**Supplied entries**
□ □ □ □ □

use encoding_rs::Encoding;
use regex::Regex;
use thiserror::Error;

use crate::parser::charset;

/// Longest control word accepted by the scanner.
const MAX_CONTROL_WORD: usize = 32;

const ENVELOPE_OPEN: &str =
    r#"<html><body style="font-family:'Courier',monospace;font-size:10pt;">"#;
const ENVELOPE_CLOSE: &str = "</body></html>";

/// Destination groups whose content never reaches the output.
const IGNORED_DESTINATIONS: [&str; 12] = [
    "fonttbl",
    "colortbl",
    "stylesheet",
    "info",
    "pict",
    "listtable",
    "listoverridetable",
    "rsidtbl",
    "generator",
    "themedata",
    "latentstyles",
    "datastore",
];

static HTML_FRAGMENT: LazyLock<Regex> =
    LazyLock::new(|| Regex::new(r"(?is)<html[\s>].*?</html>").expect("valid html regex"));

/// Conversion failures. The message is kept without a derived HTML body.
#[derive(Debug, Error, PartialEq, Eq)]
pub enum RtfError {
    /// `\ansicpg` named a code page with no known encoding.
    #[error("unknown code page {0} in \\ansicpg")]
    UnknownCodePage(i32),

    /// The input ended right after a backslash.
    #[error("control sequence truncated at offset {0}")]
    TruncatedControl(usize),
}

/// Per-group interpreter state, copied on `{` and restored on `}`.
#[derive(Debug, Clone, Copy)]
struct Group {
    /// Destination whose content is dropped.
    ignore: bool,
    /// Inside `\htmlrtf` ... `\htmlrtf0`.
    html_rtf: bool,
    /// Fallback units to skip after `\uN`.
    unicode_skip: usize,
}

impl Default for Group {
    fn default() -> Self {
        Self {
            ignore: false,
            html_rtf: false,
            unicode_skip: 1,
        }
    }
}

impl Group {
    fn suppressed(&self) -> bool {
        self.ignore || self.html_rtf
    }
}

/// Convert an RTF document to HTML.
///
/// `encoding` decodes `\'XX` escapes until an `\ansicpg` word replaces it.
pub fn rtf_to_html(rtf: &str, encoding: &'static Encoding) -> Result<String, RtfError> {
    let text = Interpreter::new(rtf, encoding).run()?;
    if let Some(fragment) = HTML_FRAGMENT.find(&text) {
        return Ok(strip_stray(fragment.as_str()));
    }
    Ok(envelope(&text))
}

struct Interpreter {
    chars: Vec<char>,
    pos: usize,
    stack: Vec<Group>,
    encoding: &'static Encoding,
    out: String,
    /// High surrogate waiting for its `\u` partner.
    pending_high: Option<u16>,
}

/// A parsed `\word-123 ` or `\x` sequence.
enum Control {
    Word { name: String, param: Option<i32> },
    Symbol(char),
}

impl Interpreter {
    fn new(rtf: &str, encoding: &'static Encoding) -> Self {
        Self {
            chars: rtf.chars().collect(),
            pos: 0,
            stack: vec![Group::default()],
            encoding,
            out: String::with_capacity(rtf.len() / 2),
            pending_high: None,
        }
    }

    fn group(&self) -> Group {
        self.stack.last().copied().unwrap_or_default()
    }

    fn group_mut(&mut self) -> Option<&mut Group> {
        self.stack.last_mut()
    }

    fn emit(&mut self, text: &str) {
        if !self.group().suppressed() {
            self.out.push_str(text);
        }
    }

    fn emit_char(&mut self, c: char) {
        if !self.group().suppressed() {
            self.out.push(c);
        }
    }

    fn peek(&self, offset: usize) -> Option<char> {
        self.chars.get(self.pos + offset).copied()
    }

    fn run(mut self) -> Result<String, RtfError> {
        while let Some(c) = self.peek(0) {
            match c {
                '\r' | '\n' => self.pos += 1,
                '{' => {
                    let current = self.group();
                    self.stack.push(current);
                    self.pos += 1;
                }
                '}' => {
                    self.stack.pop();
                    self.pos += 1;
                    // Closing the document group ends the scan.
                    if self.stack.len() <= 1 {
                        break;
                    }
                }
                '\\' => {
                    if self.peek(1) == Some('\'') && self.hex_byte_at(self.pos + 2).is_some() {
                        self.hex_run();
                    } else {
                        let control = self.read_control()?;
                        self.apply(control)?;
                    }
                }
                other => {
                    self.emit_char(other);
                    self.pos += 1;
                }
            }
        }
        Ok(self.out)
    }

    fn hex_byte_at(&self, at: usize) -> Option<u8> {
        let hi = self.chars.get(at)?.to_digit(16)?;
        let lo = self.chars.get(at + 1)?.to_digit(16)?;
        u8::try_from(hi * 16 + lo).ok()
    }

    /// Decode a run of consecutive `\'XX` escapes as one byte sequence.
    fn hex_run(&mut self) {
        let mut bytes = Vec::new();
        while self.peek(0) == Some('\\') && self.peek(1) == Some('\'') {
            let Some(byte) = self.hex_byte_at(self.pos + 2) else {
                break;
            };
            bytes.push(byte);
            self.pos += 4;
        }
        let decoded = charset::decode(self.encoding, &bytes);
        self.emit(&decoded);
    }

    fn read_control(&mut self) -> Result<Control, RtfError> {
        let start = self.pos;
        self.pos += 1;
        let Some(first) = self.peek(0) else {
            return Err(RtfError::TruncatedControl(start));
        };
        if !first.is_ascii_alphabetic() {
            self.pos += 1;
            return Ok(Control::Symbol(first));
        }

        let mut name = String::new();
        while let Some(c) = self.peek(0).filter(char::is_ascii_alphabetic) {
            if name.len() == MAX_CONTROL_WORD {
                break;
            }
            name.push(c);
            self.pos += 1;
        }

        let mut digits = String::new();
        if self.peek(0) == Some('-') && self.peek(1).is_some_and(|c| c.is_ascii_digit()) {
            digits.push('-');
            self.pos += 1;
        }
        while let Some(c) = self.peek(0).filter(char::is_ascii_digit) {
            digits.push(c);
            self.pos += 1;
        }
        let param = if digits.is_empty() {
            None
        } else {
            // Out-of-range parameters saturate rather than fail.
            Some(digits.parse::<i64>().map_or(0, |n| n.clamp(i32::MIN as i64, i32::MAX as i64) as i32))
        };

        if self.peek(0) == Some(' ') {
            self.pos += 1;
        }
        Ok(Control::Word { name, param })
    }

    fn apply(&mut self, control: Control) -> Result<(), RtfError> {
        match control {
            Control::Symbol(symbol) => self.apply_symbol(symbol),
            Control::Word { name, param } => self.apply_word(&name, param)?,
        }
        Ok(())
    }

    fn apply_symbol(&mut self, symbol: char) {
        match symbol {
            '{' | '}' | '\\' => self.emit_char(symbol),
            '~' => self.emit_char('\u{00A0}'),
            '_' => self.emit_char('-'),
            '*' => {
                // Unknown destinations are skipped; `\*\htmltag` carries markup.
                let keeps_markup = self.chars[self.pos..]
                    .iter()
                    .take(8)
                    .collect::<String>()
                    .starts_with("\\htmltag");
                if !keeps_markup {
                    if let Some(group) = self.group_mut() {
                        group.ignore = true;
                    }
                }
            }
            _ => {}
        }
    }

    fn apply_word(&mut self, name: &str, param: Option<i32>) -> Result<(), RtfError> {
        match name {
            "par" | "line" => self.emit_char('\n'),
            "tab" => self.emit_char('\t'),
            "htmlrtf" => {
                // Only an explicit `\htmlrtf0` ends suppression.
                if let Some(group) = self.group_mut() {
                    group.html_rtf = param != Some(0);
                }
            }
            "ansicpg" => {
                let code_page = param.unwrap_or(1252);
                self.encoding = u32::try_from(code_page)
                    .ok()
                    .and_then(charset::encoding_for_code_page)
                    .ok_or(RtfError::UnknownCodePage(code_page))?;
            }
            "uc" => {
                if let Some(group) = self.group_mut() {
                    group.unicode_skip = param.map_or(1, |n| usize::try_from(n).unwrap_or(0));
                }
            }
            "u" => {
                if let Some(n) = param {
                    self.unicode_char(n);
                }
            }
            "bin" => {
                // Raw binary payload: skip it without interpreting braces.
                let len = param.and_then(|n| usize::try_from(n).ok()).unwrap_or(0);
                self.pos = (self.pos + len).min(self.chars.len());
            }
            word if IGNORED_DESTINATIONS.contains(&word) => {
                if let Some(group) = self.group_mut() {
                    group.ignore = true;
                }
            }
            _ => {}
        }
        Ok(())
    }

    fn unicode_char(&mut self, n: i32) {
        let unit = if n < 0 { n + 65536 } else { n };
        let unit = u16::try_from(unit).unwrap_or(0xFFFD);
        match unit {
            0xD800..=0xDBFF => self.pending_high = Some(unit),
            0xDC00..=0xDFFF => {
                if let Some(high) = self.pending_high.take() {
                    let decoded = String::from_utf16_lossy(&[high, unit]);
                    self.emit(&decoded);
                } else {
                    self.emit_char(char::REPLACEMENT_CHARACTER);
                }
            }
            _ => {
                self.pending_high = None;
                let c = char::from_u32(u32::from(unit)).unwrap_or(char::REPLACEMENT_CHARACTER);
                self.emit_char(c);
            }
        }
        self.skip_fallback();
    }

    /// Skip the ANSI fallback that follows `\uN`.
    fn skip_fallback(&mut self) {
        let mut remaining = self.group().unicode_skip;
        while remaining > 0 {
            match self.peek(0) {
                None | Some('{') | Some('}') => break,
                Some('\\') => {
                    if self.peek(1) == Some('\'') && self.hex_byte_at(self.pos + 2).is_some() {
                        self.pos += 4;
                    } else {
                        break;
                    }
                }
                Some(_) => self.pos += 1,
            }
            remaining -= 1;
        }
    }
}
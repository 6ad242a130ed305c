//! Write attachments of a parsed message to disk.

use std::path::{Path, PathBuf};

use tracing::{debug, warn};

use crate::error::{MsgError, Result};
use crate::model::attachment::{Attachment, FileAttachment};
use crate::model::message::ParsedMessage;

use super::sanitize_filename_part;

/// Export a single file attachment into `output_dir`.
///
/// `index` names attachments that carry no filename at all.
pub fn export_attachment(
    attachment: &FileAttachment,
    index: usize,
    output_dir: &Path,
) -> Result<PathBuf> {
    let filename = attachment_filename(attachment, index);
    let path = unique_path(&output_dir.join(filename));
    std::fs::write(&path, attachment.data()).map_err(|e| MsgError::io(&path, e))?;
    debug!(path = %path.display(), size = attachment.size(), "Wrote attachment");
    Ok(path)
}

/// Extract every file attachment of `message`, recursing into embedded messages.
///
/// Each embedded message gets its own subfolder: `{output_dir}/{nn}_{subject}/`.
pub fn export_all_attachments(message: &ParsedMessage, output_dir: &Path) -> Result<Vec<PathBuf>> {
    if output_dir.exists() && !output_dir.is_dir() {
        return Err(MsgError::InvalidPath(format!(
            "{} is not a directory",
            output_dir.display()
        )));
    }
    std::fs::create_dir_all(output_dir).map_err(|e| MsgError::io(output_dir, e))?;

    let mut paths = Vec::new();
    for (i, attachment) in message.attachments().iter().enumerate() {
        match attachment {
            Attachment::File(file) => match export_attachment(file, i, output_dir) {
                Ok(path) => paths.push(path),
                Err(e) => {
                    warn!(
                        filename = file.display_name().unwrap_or("(unnamed)"),
                        error = %e,
                        "Failed to export attachment"
                    );
                }
            },
            Attachment::Nested(nested) => {
                let subfolder = unique_path(&output_dir.join(message_folder_name(nested.message(), i)));
                paths.extend(export_all_attachments(nested.message(), &subfolder)?);
            }
        }
    }

    Ok(paths)
}

/// Long filename, else short filename, else `attachment_{index}{extension}`.
fn attachment_filename(attachment: &FileAttachment, index: usize) -> String {
    match attachment.display_name() {
        Some(name) if !name.trim().is_empty() => sanitize_filename_part(name, 150),
        _ => {
            let ext = attachment
                .extension()
                .map(|e| sanitize_filename_part(e.trim_start_matches('.'), 10))
                .map(|e| format!(".{e}"))
                .unwrap_or_default();
            format!("attachment_{index}{ext}")
        }
    }
}

/// Generate a folder name for an embedded message's attachments.
fn message_folder_name(message: &ParsedMessage, index: usize) -> String {
    let subject = message.subject().unwrap_or("message");
    format!("{index:02}_{}", sanitize_filename_part(subject, 60))
}

/// If `path` already exists, append a counter to make it unique.
fn unique_path(path: &Path) -> PathBuf {
    if !path.exists() {
        return path.to_path_buf();
    }

    let stem = path.file_stem().and_then(|s| s.to_str()).unwrap_or("file");
    let ext = path.extension().and_then(|e| e.to_str()).unwrap_or("");
    let parent = path.parent().unwrap_or(Path::new("."));

    for i in 1..1000 {
        let candidate = if ext.is_empty() {
            parent.join(format!("{stem}_{i}"))
        } else {
            parent.join(format!("{stem}_{i}.{ext}"))
        };
        if !candidate.exists() {
            return candidate;
        }
    }

    parent.join(format!("{stem}_dup.{ext}"))
}
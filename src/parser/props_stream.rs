//! Splitter for the packed `__properties_version1.0` leaf.
//!
//! Each entry starts with a 4-byte little-endian property tag: the high half is
//! the property id, the low half the type code. Fixed-width values are carried
//! inline and come out as records; variable-width values only announce their size
//! here and are decoded from their own `__substg1.0_*` leaf instead.

use std::io::{self, Cursor, Read};

use byteorder::{LittleEndian, ReadBytesExt};
use tracing::trace;

use crate::model::property::{InlineLayout, PropertyType};

/// A fixed-width property pulled out of a properties stream.
#[derive(Debug, Clone, PartialEq, Eq)]
pub struct InlineRecord {
    pub tag: u16,
    pub prop_type: PropertyType,
    pub bytes: Vec<u8>,
}

/// Split a properties stream into inline records.
///
/// A truncated entry ends the scan; everything before it is still returned.
pub fn split(data: &[u8]) -> Vec<InlineRecord> {
    let mut cursor = Cursor::new(data);
    let mut records = Vec::new();

    while let Ok(header) = cursor.read_u32::<LittleEndian>() {
        let tag = (header >> 16) as u16;
        let type_code = (header & 0xFFFF) as u16;

        // Reserved words, stream prefix and named-id bookkeeping all carry tag 0000.
        if tag == 0 {
            continue;
        }

        let prop_type = PropertyType::from_code(type_code);
        match read_entry(&mut cursor, prop_type) {
            Ok(Some(bytes)) => records.push(InlineRecord {
                tag,
                prop_type,
                bytes,
            }),
            Ok(None) => {}
            Err(e) => {
                trace!(
                    tag = %format!("{tag:04x}"),
                    offset = cursor.position(),
                    error = %e,
                    "Properties stream truncated"
                );
                break;
            }
        }
    }

    records
}

fn read_entry(cursor: &mut Cursor<&[u8]>, prop_type: PropertyType) -> io::Result<Option<Vec<u8>>> {
    let _flags = cursor.read_u32::<LittleEndian>()?;
    match prop_type.layout() {
        InlineLayout::Variable => {
            let _size = cursor.read_u32::<LittleEndian>()?;
            Ok(None)
        }
        InlineLayout::Fixed4 => {
            let data = read_bytes(cursor, 4)?;
            let _padding = read_bytes(cursor, 4)?;
            Ok(Some(data))
        }
        InlineLayout::Fixed8 => read_bytes(cursor, 8).map(Some),
        InlineLayout::Unsupported => {
            trace!(type_code = prop_type.code(), "Skipping unsupported inline type");
            read_bytes(cursor, 8).map(|_| None)
        }
    }
}

fn read_bytes(cursor: &mut Cursor<&[u8]>, len: usize) -> io::Result<Vec<u8>> {
    let mut buf = vec![0u8; len];
    cursor.read_exact(&mut buf)?;
    Ok(buf)
}
//! Outlook `.msg` decoding: container loading, property decoding, merging and traversal.
//!
//! Only an unreadable container is an error. Every other anomaly degrades to a
//! missing field on the returned message.

pub mod charset;
pub mod container;
pub mod header;
pub mod merge;
pub mod property;
pub mod props_stream;
pub mod walker;

use std::path::Path;

use tracing::debug;

use crate::config::ParserConfig;
use crate::error::{MsgError, Result};
use crate::model::message::ParsedMessage;

/// Parse a complete `.msg` container with default settings.
pub fn parse(bytes: &[u8]) -> Result<ParsedMessage> {
    parse_with(bytes, &ParserConfig::default())
}

/// Parse a complete `.msg` container.
pub fn parse_with(bytes: &[u8], config: &ParserConfig) -> Result<ParsedMessage> {
    let root = container::load(bytes)?;
    let message = walker::walk(&root, config);
    debug!(
        recipients = message.recipients().len(),
        attachments = message.attachments().len(),
        properties = message.properties().len(),
        "Parsed message"
    );
    Ok(message)
}

/// Read a file fully and parse it.
pub fn parse_file(path: &Path, config: &ParserConfig) -> Result<ParsedMessage> {
    if !path.exists() {
        return Err(MsgError::FileNotFound(path.to_path_buf()));
    }
    let bytes = std::fs::read(path).map_err(|e| MsgError::io(path, e))?;
    parse_with(&bytes, config)
}
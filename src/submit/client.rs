//! Client for the external results collaborator.
//!
//! The collaborator persists the raw trial log and computes the
//! authoritative session metrics (IES, per-segment IES, focus drift and
//! stability). Submission happens once, after the session is frozen, and is
//! fire-and-forget with respect to gameplay: every failure path leaves the
//! locally recorded data intact and the caller falls back to the local
//! estimator.

use std::time::Duration;

use serde::{Deserialize, Serialize};

use crate::session::recorder::{Session, SessionSettings};
use crate::session::trial::TrialRecord;

// ---------------------------------------------------------------------------
// Wire types
// ---------------------------------------------------------------------------

/// The finished-session payload POSTed to the collaborator.
#[derive(Clone, Debug, Serialize, Deserialize)]
#[serde(rename_all = "camelCase")]
pub struct SessionPayload {
    pub patient_name: String,
    pub difficulty: String,
    pub trial_data: Vec<TrialRecord>,
    /// Session length in seconds.
    pub duration: f64,
    /// Board display window in seconds.
    pub board_display_time: f64,
}

impl SessionPayload {
    /// Snapshot a frozen session for submission.
    pub fn from_session(session: &Session) -> Self {
        let settings: &SessionSettings = session.settings();
        SessionPayload {
            patient_name: settings.patient_name.clone(),
            difficulty: settings.difficulty.to_string(),
            trial_data: session.trials().to_vec(),
            duration: settings.duration.as_secs_f64(),
            board_display_time: settings.board_display.as_secs_f64(),
        }
    }
}

/// Metrics the collaborator computes from the submitted trial log. All
/// metric fields are optional so a partial reply still parses; `ies1..=3`
/// and the focus metrics are opaque to the core.
#[derive(Clone, Debug, Default, PartialEq, Deserialize, Serialize)]
pub struct ServerMetrics {
    #[serde(default)]
    pub success: bool,
    #[serde(default)]
    pub ies: Option<f64>,
    #[serde(default)]
    pub ies1: Option<f64>,
    #[serde(default)]
    pub ies2: Option<f64>,
    #[serde(default)]
    pub ies3: Option<f64>,
    #[serde(default)]
    pub focus_drift: Option<f64>,
    #[serde(default)]
    pub focus_stability: Option<f64>,
}

// ---------------------------------------------------------------------------
// Errors
// ---------------------------------------------------------------------------

/// Submission failures. All are non-fatal to the session.
#[derive(Debug, thiserror::Error)]
pub enum SubmitError {
    #[error("results submission is not configured")]
    Disabled,

    #[error("results request failed: {0}")]
    RequestFailed(String),

    #[error("results endpoint returned {status}: {body}")]
    EndpointError { status: u16, body: String },

    #[error("results endpoint reply was malformed: {0}")]
    MalformedReply(String),
}

// ---------------------------------------------------------------------------
// ResultsClient
// ---------------------------------------------------------------------------

/// HTTP client for the results endpoint. Constructed once at startup and
/// shared across sessions.
#[derive(Clone, Debug)]
pub struct ResultsClient {
    endpoint: Option<String>,
    client: reqwest::Client,
}

impl ResultsClient {
    /// `endpoint = None` disables submission entirely.
    pub fn new(endpoint: Option<String>, timeout: Duration) -> Self {
        let client = reqwest::Client::builder()
            .timeout(timeout)
            .build()
            .unwrap_or_else(|_| reqwest::Client::new());
        ResultsClient { endpoint, client }
    }

    /// A client that never submits.
    pub fn disabled() -> Self {
        ResultsClient {
            endpoint: None,
            client: reqwest::Client::new(),
        }
    }

    pub fn is_enabled(&self) -> bool {
        self.endpoint.is_some()
    }

    /// POST a finished session and parse the collaborator's metrics.
    pub async fn submit(&self, payload: &SessionPayload) -> Result<ServerMetrics, SubmitError> {
        let endpoint = self.endpoint.as_deref().ok_or(SubmitError::Disabled)?;

        let resp = self
            .client
            .post(endpoint)
            .json(payload)
            .send()
            .await
            .map_err(|e| SubmitError::RequestFailed(e.to_string()))?;

        if !resp.status().is_success() {
            let status = resp.status().as_u16();
            let body = resp.text().await.unwrap_or_default();
            return Err(SubmitError::EndpointError { status, body });
        }

        resp.json::<ServerMetrics>()
            .await
            .map_err(|e| SubmitError::MalformedReply(e.to_string()))
    }
}

// ---------------------------------------------------------------------------
// Tests
// ---------------------------------------------------------------------------

#[cfg(test)]
mod tests {
    use super::*;

    fn sample_payload() -> SessionPayload {
        SessionPayload {
            patient_name: "subject".into(),
            difficulty: "medium".into(),
            trial_data: vec![TrialRecord {
                trial: 0,
                trial_time: 0.0,
                attacking_piece: "wR".into(),
                attacking_position: "a1".into(),
                attacked_pieces: "a8".into(),
                response_time: 1.5,
                success: 1,
                response_position: "a8".into(),
            }],
            duration: 90.0,
            board_display_time: 3.0,
        }
    }

    #[test]
    fn payload_serializes_with_camel_case_keys() {
        let json = serde_json::to_value(sample_payload()).unwrap();
        assert!(json.get("patientName").is_some());
        assert!(json.get("trialData").is_some());
        assert!(json.get("boardDisplayTime").is_some());
        assert_eq!(json["trialData"][0]["responseTime"], 1.5);
        assert_eq!(json["trialData"][0]["attackingPiece"], "wR");
    }

    #[test]
    fn server_metrics_parse_full_reply() {
        let json = r#"{
            "success": true,
            "ies": 2.25,
            "ies1": 2.0,
            "ies2": 2.2,
            "ies3": 2.6,
            "focus_drift": 0.12,
            "focus_stability": 0.85
        }"#;
        let metrics: ServerMetrics = serde_json::from_str(json).unwrap();
        assert!(metrics.success);
        assert_eq!(metrics.ies, Some(2.25));
        assert_eq!(metrics.ies3, Some(2.6));
        assert_eq!(metrics.focus_drift, Some(0.12));
        assert_eq!(metrics.focus_stability, Some(0.85));
    }

    #[test]
    fn server_metrics_parse_partial_reply() {
        let metrics: ServerMetrics = serde_json::from_str(r#"{"success": false}"#).unwrap();
        assert!(!metrics.success);
        assert_eq!(metrics.ies, None);
        assert_eq!(metrics.focus_stability, None);
    }

    #[tokio::test]
    async fn disabled_client_reports_disabled() {
        let client = ResultsClient::disabled();
        assert!(!client.is_enabled());
        let result = client.submit(&sample_payload()).await;
        assert!(matches!(result, Err(SubmitError::Disabled)));
    }

    #[tokio::test]
    async fn unreachable_endpoint_is_request_failure() {
        // Port 9 (discard) on localhost: nothing listens there.
        let client = ResultsClient::new(
            Some("http://127.0.0.1:9/submit_results".into()),
            Duration::from_millis(250),
        );
        assert!(client.is_enabled());
        let result = client.submit(&sample_payload()).await;
        assert!(matches!(result, Err(SubmitError::RequestFailed(_))));
    }
}
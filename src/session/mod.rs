pub mod export;
pub mod recorder;
pub mod scoring;
pub mod state;
pub mod trial;

pub use recorder::{OpenTrial, ResponseOutcome, Session, SessionError, SessionSettings};
pub use scoring::{summarize, MetricsSource, ResultsReport, SessionSummary};
pub use state::{SessionEvent, SessionPhase};
pub use trial::TrialRecord;
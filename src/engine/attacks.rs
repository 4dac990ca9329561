//! Attack model: which squares a piece threatens on a given board.
//!
//! The task only ever asks about *capture* threats, so the model reports a
//! square for king and knight (and pawn) only when an enemy piece actually
//! stands there; sliders additionally report the first occupant on each ray
//! when it is an enemy. [`reach`] is the board-independent companion used
//! while seeding a position: the candidate capture targets of a lone piece.
//!
//! Both functions are pure and deterministic — identical inputs always yield
//! identical output, in a fixed walk order (direction table order, then ray
//! distance).

use crate::engine::board::Board;
use crate::engine::types::{Color, PieceType, Square};

// =========================================================================
// Direction tables
// =========================================================================

const KING_OFFSETS: [(i8, i8); 8] = [
    (-1, -1),
    (-1, 0),
    (-1, 1),
    (0, -1),
    (0, 1),
    (1, -1),
    (1, 0),
    (1, 1),
];

const KNIGHT_OFFSETS: [(i8, i8); 8] = [
    (-2, -1),
    (-2, 1),
    (-1, -2),
    (-1, 2),
    (1, -2),
    (1, 2),
    (2, -1),
    (2, 1),
];

const ROOK_DELTAS: [(i8, i8); 4] = [(-1, 0), (1, 0), (0, -1), (0, 1)];
const BISHOP_DELTAS: [(i8, i8); 4] = [(-1, -1), (-1, 1), (1, -1), (1, 1)];
const QUEEN_DELTAS: [(i8, i8); 8] = [
    (-1, 0),
    (1, 0),
    (0, -1),
    (0, 1),
    (-1, -1),
    (-1, 1),
    (1, -1),
    (1, 1),
];

/// Pawn capture deltas: white pawns threaten one rank up (row − 1),
/// black pawns one rank down (row + 1).
fn pawn_deltas(color: Color) -> [(i8, i8); 2] {
    match color {
        Color::White => [(-1, -1), (-1, 1)],
        Color::Black => [(1, -1), (1, 1)],
    }
}

// =========================================================================
// Public API
// =========================================================================

/// Squares the given piece threatens for capture from `origin` on `board`.
///
/// King/knight/pawn: a candidate square counts only if occupied by an enemy
/// piece. Sliders: each ray stops at the first occupant regardless of color;
/// that occupant's square is included when it is an enemy.
pub fn attacked_squares(
    board: &Board,
    color: Color,
    piece_type: PieceType,
    origin: Square,
) -> Vec<Square> {
    let mut attacked = Vec::new();
    match piece_type {
        PieceType::King => leaper_captures(board, color, origin, &KING_OFFSETS, &mut attacked),
        PieceType::Knight => leaper_captures(board, color, origin, &KNIGHT_OFFSETS, &mut attacked),
        PieceType::Pawn => leaper_captures(board, color, origin, &pawn_deltas(color), &mut attacked),
        PieceType::Rook => slider_captures(board, color, origin, &ROOK_DELTAS, &mut attacked),
        PieceType::Bishop => slider_captures(board, color, origin, &BISHOP_DELTAS, &mut attacked),
        PieceType::Queen => slider_captures(board, color, origin, &QUEEN_DELTAS, &mut attacked),
    }
    attacked
}

/// Candidate capture targets of a lone piece on an otherwise empty board.
///
/// Sliders yield every square along each ray to the board edge; king/knight
/// their in-bounds offsets; pawns their two forward diagonals. Used when
/// seeding a generated position, before any defender exists.
pub fn reach(color: Color, piece_type: PieceType, origin: Square) -> Vec<Square> {
    let mut squares = Vec::new();
    match piece_type {
        PieceType::King => leaper_targets(origin, &KING_OFFSETS, &mut squares),
        PieceType::Knight => leaper_targets(origin, &KNIGHT_OFFSETS, &mut squares),
        PieceType::Pawn => leaper_targets(origin, &pawn_deltas(color), &mut squares),
        PieceType::Rook => ray_targets(origin, &ROOK_DELTAS, &mut squares),
        PieceType::Bishop => ray_targets(origin, &BISHOP_DELTAS, &mut squares),
        PieceType::Queen => ray_targets(origin, &QUEEN_DELTAS, &mut squares),
    }
    squares
}

// =========================================================================
// Walkers
// =========================================================================

fn leaper_captures(
    board: &Board,
    color: Color,
    origin: Square,
    offsets: &[(i8, i8)],
    out: &mut Vec<Square>,
) {
    for &(dr, dc) in offsets {
        if let Some(target) = origin.offset(dr, dc) {
            if let Some(occupant) = board.piece_at(target) {
                if occupant.color != color {
                    out.push(target);
                }
            }
        }
    }
}

fn slider_captures(
    board: &Board,
    color: Color,
    origin: Square,
    deltas: &[(i8, i8)],
    out: &mut Vec<Square>,
) {
    for &(dr, dc) in deltas {
        let mut current = origin;
        while let Some(next) = current.offset(dr, dc) {
            if let Some(occupant) = board.piece_at(next) {
                if occupant.color != color {
                    out.push(next);
                }
                break; // any occupant terminates the ray
            }
            current = next;
        }
    }
}

fn leaper_targets(origin: Square, offsets: &[(i8, i8)], out: &mut Vec<Square>) {
    for &(dr, dc) in offsets {
        if let Some(target) = origin.offset(dr, dc) {
            out.push(target);
        }
    }
}

fn ray_targets(origin: Square, deltas: &[(i8, i8)], out: &mut Vec<Square>) {
    for &(dr, dc) in deltas {
        let mut current = origin;
        while let Some(next) = current.offset(dr, dc) {
            out.push(next);
            current = next;
        }
    }
}

// =========================================================================
// Tests
// =========================================================================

□ □ □ □ □

Copy back the listing above exactly, but only from the line with "async fn unreachable_endpoint_is_request_failure()" through the line with "assert!(client.is_enabled());", both ends included.

    async fn unreachable_endpoint_is_request_failure() {
        // Port 9 (discard) on localhost: nothing listens there.
        let client = ResultsClient::new(
            Some("http://127.0.0.1:9/submit_results".into()),
            Duration::from_millis(250),
        );
        assert!(client.is_enabled());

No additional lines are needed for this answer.